Dataset entries
#####

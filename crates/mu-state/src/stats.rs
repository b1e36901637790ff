use regex::Regex;
use serde::{Deserialize, Serialize};
use std::sync::OnceLock;

/// Level/reset counters parsed from a game window title. Always derived
/// fresh per poll, never persisted.
#[derive(Debug, Clone, Copy, PartialEq, Eq, Serialize, Deserialize)]
pub struct CharacterStats {
    pub level: u32,
    pub master_level: u32,
    pub resets: u32,
}

fn title_regex() -> &'static Regex {
    static RE: OnceLock<Regex> = OnceLock::new();
    RE.get_or_init(|| {
        Regex::new(
            r"Name:\s*\[(.+?)\]\s*Level:\s*\[(\d+)\]\s*Master Level:\s*\[(\d+)\]\s*Resets:\s*\[(\d+)\]",
        )
        .expect("title regex is valid")
    })
}

/// Parse `Name: [..] Level: [..] Master Level: [..] Resets: [..]` out of a
/// window title. Whitespace-tolerant; anything else yields `None`.
pub fn parse_title(title: &str) -> Option<(String, CharacterStats)> {
    let caps = title_regex().captures(title)?;
    let name = caps.get(1)?.as_str().to_string();
    let level = caps.get(2)?.as_str().parse().ok()?;
    let master_level = caps.get(3)?.as_str().parse().ok()?;
    let resets = caps.get(4)?.as_str().parse().ok()?;
    Some((
        name,
        CharacterStats {
            level,
            master_level,
            resets,
        },
    ))
}

/// Format stats back into the canonical title pattern.
pub fn format_title(name: &str, stats: &CharacterStats) -> String {
    format!(
        "Name: [{}] Level: [{}] Master Level: [{}] Resets: [{}]",
        name, stats.level, stats.master_level, stats.resets
    )
}

#[cfg(test)]
mod tests {
    use super::*;

    #[test]
    fn parse_canonical_title() {
        let (name, stats) =
            parse_title("Name: [DarkKnight] Level: [400] Master Level: [12] Resets: [57]")
                .unwrap();
        assert_eq!(name, "DarkKnight");
        assert_eq!(
            stats,
            CharacterStats {
                level: 400,
                master_level: 12,
                resets: 57
            }
        );
    }

    #[test]
    fn parse_tolerates_prefix_and_whitespace() {
        let title =
            "GlobalMuOnline - Powered by IGCN - Name: [Elf]  Level: [1]  Master Level: [0]  Resets: [0]";
        let (name, stats) = parse_title(title).unwrap();
        assert_eq!(name, "Elf");
        assert_eq!(stats.level, 1);
    }

    #[test]
    fn parse_rejects_garbage() {
        assert!(parse_title("Notepad - untitled.txt").is_none());
        assert!(parse_title("Name: [X] Level: [abc]").is_none());
        assert!(parse_title("").is_none());
    }

    #[test]
    fn format_parse_round_trip() {
        let cases = [
            ("Hero", CharacterStats { level: 400, master_level: 0, resets: 5 }),
            ("a b", CharacterStats { level: 1, master_level: 300, resets: 0 }),
            ("X", CharacterStats { level: 0, master_level: 0, resets: 999 }),
        ];
        for (name, stats) in cases {
            let (parsed_name, parsed) = parse_title(&format_title(name, &stats)).unwrap();
            assert_eq!(parsed_name, name);
            assert_eq!(parsed, stats);
        }
    }
}
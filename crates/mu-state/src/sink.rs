use image::RgbaImage;
use std::collections::{HashMap, VecDeque};
use std::sync::atomic::{AtomicBool, Ordering};
use std::sync::{mpsc, Arc, Mutex, RwLock};

use crate::{CharacterStats, LogEntry, LogLevel};
use mu_data::CharacterConfig;

/// Oldest entries are dropped once the log ring grows past this.
pub const LOG_RING_CAP: usize = 500;

/// Everything the control loop reports outward. Events for one character are
/// applied in the order they were published; no ordering is guaranteed across
/// characters for concurrent readers.
#[derive(Debug, Clone)]
pub enum BotEvent {
    Log(LogEntry),
    Stats {
        name: String,
        stats: CharacterStats,
    },
    WindowStatus {
        name: String,
        has_window: bool,
    },
    ActiveCharacter(Option<String>),
    Screenshot {
        name: String,
        image: Arc<RgbaImage>,
    },
    RunState(bool),
}

/// Cloneable publishing handle for the control loop and detectors.
///
/// Log events are mirrored to `tracing` so the developer-facing log carries
/// the same story as the operator-facing ring.
#[derive(Clone)]
pub struct EventSink {
    tx: mpsc::Sender<BotEvent>,
}

impl EventSink {
    pub fn publish(&self, event: BotEvent) {
        // The consumer outliving the producers is a shutdown ordering detail;
        // a closed channel just means nobody is listening anymore.
        let _ = self.tx.send(event);
    }

    pub fn log(&self, entry: LogEntry) {
        match entry.level {
            LogLevel::Info => tracing::info!("{}", entry.message),
            LogLevel::Important => tracing::info!("[important] {}", entry.message),
            LogLevel::Attention => tracing::warn!("{}", entry.message),
        }
        self.publish(BotEvent::Log(entry));
    }

    pub fn info(&self, message: impl Into<String>) {
        self.log(LogEntry::info(message));
    }

    pub fn important(&self, message: impl Into<String>) {
        self.log(LogEntry::important(message));
    }

    pub fn attention(&self, message: impl Into<String>) {
        self.log(LogEntry::attention(message));
    }

    pub fn stats(&self, name: impl Into<String>, stats: CharacterStats) {
        self.publish(BotEvent::Stats {
            name: name.into(),
            stats,
        });
    }

    pub fn window_status(&self, name: impl Into<String>, has_window: bool) {
        self.publish(BotEvent::WindowStatus {
            name: name.into(),
            has_window,
        });
    }

    pub fn active_character(&self, name: Option<String>) {
        self.publish(BotEvent::ActiveCharacter(name));
    }

    pub fn screenshot(&self, name: impl Into<String>, image: Arc<RgbaImage>) {
        self.publish(BotEvent::Screenshot {
            name: name.into(),
            image,
        });
    }

    pub fn run_state(&self, running: bool) {
        self.publish(BotEvent::RunState(running));
    }
}

/// Shared runtime snapshot consumed by UI/web collaborators.
///
/// The worker publishes `BotEvent`s through an `EventSink`; a consumer thread
/// applies them here in channel order while readers poll concurrently.
pub struct RuntimeState {
    running: AtomicBool,
    active: RwLock<Option<String>>,
    logs: Mutex<VecDeque<LogEntry>>,
    stats: RwLock<HashMap<String, CharacterStats>>,
    window_status: RwLock<HashMap<String, bool>>,
    screenshots: RwLock<HashMap<String, Arc<RgbaImage>>>,
    characters: RwLock<Vec<CharacterConfig>>,
}

impl Default for RuntimeState {
    fn default() -> Self {
        Self {
            running: AtomicBool::new(false),
            active: RwLock::new(None),
            logs: Mutex::new(VecDeque::with_capacity(LOG_RING_CAP)),
            stats: RwLock::new(HashMap::new()),
            window_status: RwLock::new(HashMap::new()),
            screenshots: RwLock::new(HashMap::new()),
            characters: RwLock::new(Vec::new()),
        }
    }
}

impl RuntimeState {
    pub fn new() -> Arc<Self> {
        Arc::new(Self::default())
    }

    /// Create a sink whose events are drained into this state by a dedicated
    /// consumer thread. The thread exits once every sink clone is dropped.
    pub fn attach(self: &Arc<Self>) -> EventSink {
        let (tx, rx) = mpsc::channel();
        let state = Arc::clone(self);
        std::thread::Builder::new()
            .name("state-sink".into())
            .spawn(move || {
                for event in rx {
                    state.apply(event);
                }
            })
            .expect("failed to spawn state-sink thread");
        EventSink { tx }
    }

    pub fn apply(&self, event: BotEvent) {
        match event {
            BotEvent::Log(entry) => self.push_log(entry),
            BotEvent::Stats { name, stats } => {
                self.stats.write().unwrap().insert(name, stats);
            }
            BotEvent::WindowStatus { name, has_window } => {
                self.window_status.write().unwrap().insert(name, has_window);
            }
            BotEvent::ActiveCharacter(name) => {
                *self.active.write().unwrap() = name;
            }
            BotEvent::Screenshot { name, image } => {
                self.screenshots.write().unwrap().insert(name, image);
            }
            BotEvent::RunState(running) => {
                self.running.store(running, Ordering::SeqCst);
            }
        }
    }

    fn push_log(&self, entry: LogEntry) {
        let mut logs = self.logs.lock().unwrap();
        logs.push_back(entry);
        while logs.len() > LOG_RING_CAP {
            logs.pop_front();
        }
    }

    pub fn is_running(&self) -> bool {
        self.running.load(Ordering::SeqCst)
    }

    pub fn active_character(&self) -> Option<String> {
        self.active.read().unwrap().clone()
    }

    /// Most recent log entries, newest last, capped at `limit`.
    pub fn logs(&self, limit: usize) -> Vec<LogEntry> {
        let logs = self.logs.lock().unwrap();
        let skip = logs.len().saturating_sub(limit);
        logs.iter().skip(skip).cloned().collect()
    }

    pub fn stats(&self) -> HashMap<String, CharacterStats> {
        self.stats.read().unwrap().clone()
    }

    pub fn stats_for(&self, name: &str) -> Option<CharacterStats> {
        self.stats.read().unwrap().get(name).copied()
    }

    pub fn window_status(&self) -> HashMap<String, bool> {
        self.window_status.read().unwrap().clone()
    }

    pub fn screenshot(&self, name: &str) -> Option<Arc<RgbaImage>> {
        self.screenshots.read().unwrap().get(name).cloned()
    }

    pub fn set_characters(&self, characters: Vec<CharacterConfig>) {
        *self.characters.write().unwrap() = characters;
    }

    pub fn characters(&self) -> Vec<CharacterConfig> {
        self.characters.read().unwrap().clone()
    }
}

#[cfg(test)]
mod tests {
    use super::*;

    #[test]
    fn log_ring_drops_oldest_past_cap() {
        let state = RuntimeState::default();
        for i in 0..LOG_RING_CAP + 10 {
            state.apply(BotEvent::Log(LogEntry::info(format!("entry {}", i))));
        }
        let logs = state.logs(LOG_RING_CAP + 10);
        assert_eq!(logs.len(), LOG_RING_CAP);
        assert_eq!(logs[0].message, "entry 10");
        assert_eq!(logs.last().unwrap().message, format!("entry {}", LOG_RING_CAP + 9));
    }

    #[test]
    fn logs_limit_returns_newest() {
        let state = RuntimeState::default();
        for i in 0..20 {
            state.apply(BotEvent::Log(LogEntry::info(format!("{}", i))));
        }
        let logs = state.logs(5);
        assert_eq!(logs.len(), 5);
        assert_eq!(logs[0].message, "15");
    }

    #[test]
    fn attached_sink_applies_in_order() {
        let state = RuntimeState::new();
        let sink = state.attach();
        sink.stats("Hero", CharacterStats { level: 1, master_level: 0, resets: 0 });
        sink.stats("Hero", CharacterStats { level: 2, master_level: 0, resets: 0 });
        sink.run_state(true);
        drop(sink);
        // The consumer thread drains before exiting; give it a moment.
        for _ in 0..50 {
            if state.is_running() {
                break;
            }
            std::thread::sleep(std::time::Duration::from_millis(10));
        }
        assert!(state.is_running());
        assert_eq!(state.stats_for("Hero").unwrap().level, 2);
    }
}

#####

*Work to be completed*: Look above for the line with "#[derive(Debug, Clone)]" and the line with "pub fn run_state(&self, running: bool)". Retype those two lines and every line between them exactly, adding nothing.

*Answer to this problem*:
#[derive(Debug, Clone)]
pub enum BotEvent {
    Log(LogEntry),
    Stats {
        name: String,
        stats: CharacterStats,
    },
    WindowStatus {
        name: String,
        has_window: bool,
    },
    ActiveCharacter(Option<String>),
    Screenshot {
        name: String,
        image: Arc<RgbaImage>,
    },
    RunState(bool),
}

/// Cloneable publishing handle for the control loop and detectors.
///
/// Log events are mirrored to `tracing` so the developer-facing log carries
/// the same story as the operator-facing ring.
#[derive(Clone)]
pub struct EventSink {
    tx: mpsc::Sender<BotEvent>,
}

impl EventSink {
    pub fn publish(&self, event: BotEvent) {
        // The consumer outliving the producers is a shutdown ordering detail;
        // a closed channel just means nobody is listening anymore.
        let _ = self.tx.send(event);
    }

    pub fn log(&self, entry: LogEntry) {
        match entry.level {
            LogLevel::Info => tracing::info!("{}", entry.message),
            LogLevel::Important => tracing::info!("[important] {}", entry.message),
            LogLevel::Attention => tracing::warn!("{}", entry.message),
        }
        self.publish(BotEvent::Log(entry));
    }

    pub fn info(&self, message: impl Into<String>) {
        self.log(LogEntry::info(message));
    }

    pub fn important(&self, message: impl Into<String>) {
        self.log(LogEntry::important(message));
    }

    pub fn attention(&self, message: impl Into<String>) {
        self.log(LogEntry::attention(message));
    }

    pub fn stats(&self, name: impl Into<String>, stats: CharacterStats) {
        self.publish(BotEvent::Stats {
            name: name.into(),
            stats,
        });
    }

    pub fn window_status(&self, name: impl Into<String>, has_window: bool) {
        self.publish(BotEvent::WindowStatus {
            name: name.into(),
            has_window,
        });
    }

    pub fn active_character(&self, name: Option<String>) {
        self.publish(BotEvent::ActiveCharacter(name));
    }

    pub fn screenshot(&self, name: impl Into<String>, image: Arc<RgbaImage>) {
        self.publish(BotEvent::Screenshot {
            name: name.into(),
            image,
        });
    }

    pub fn run_state(&self, running: bool) {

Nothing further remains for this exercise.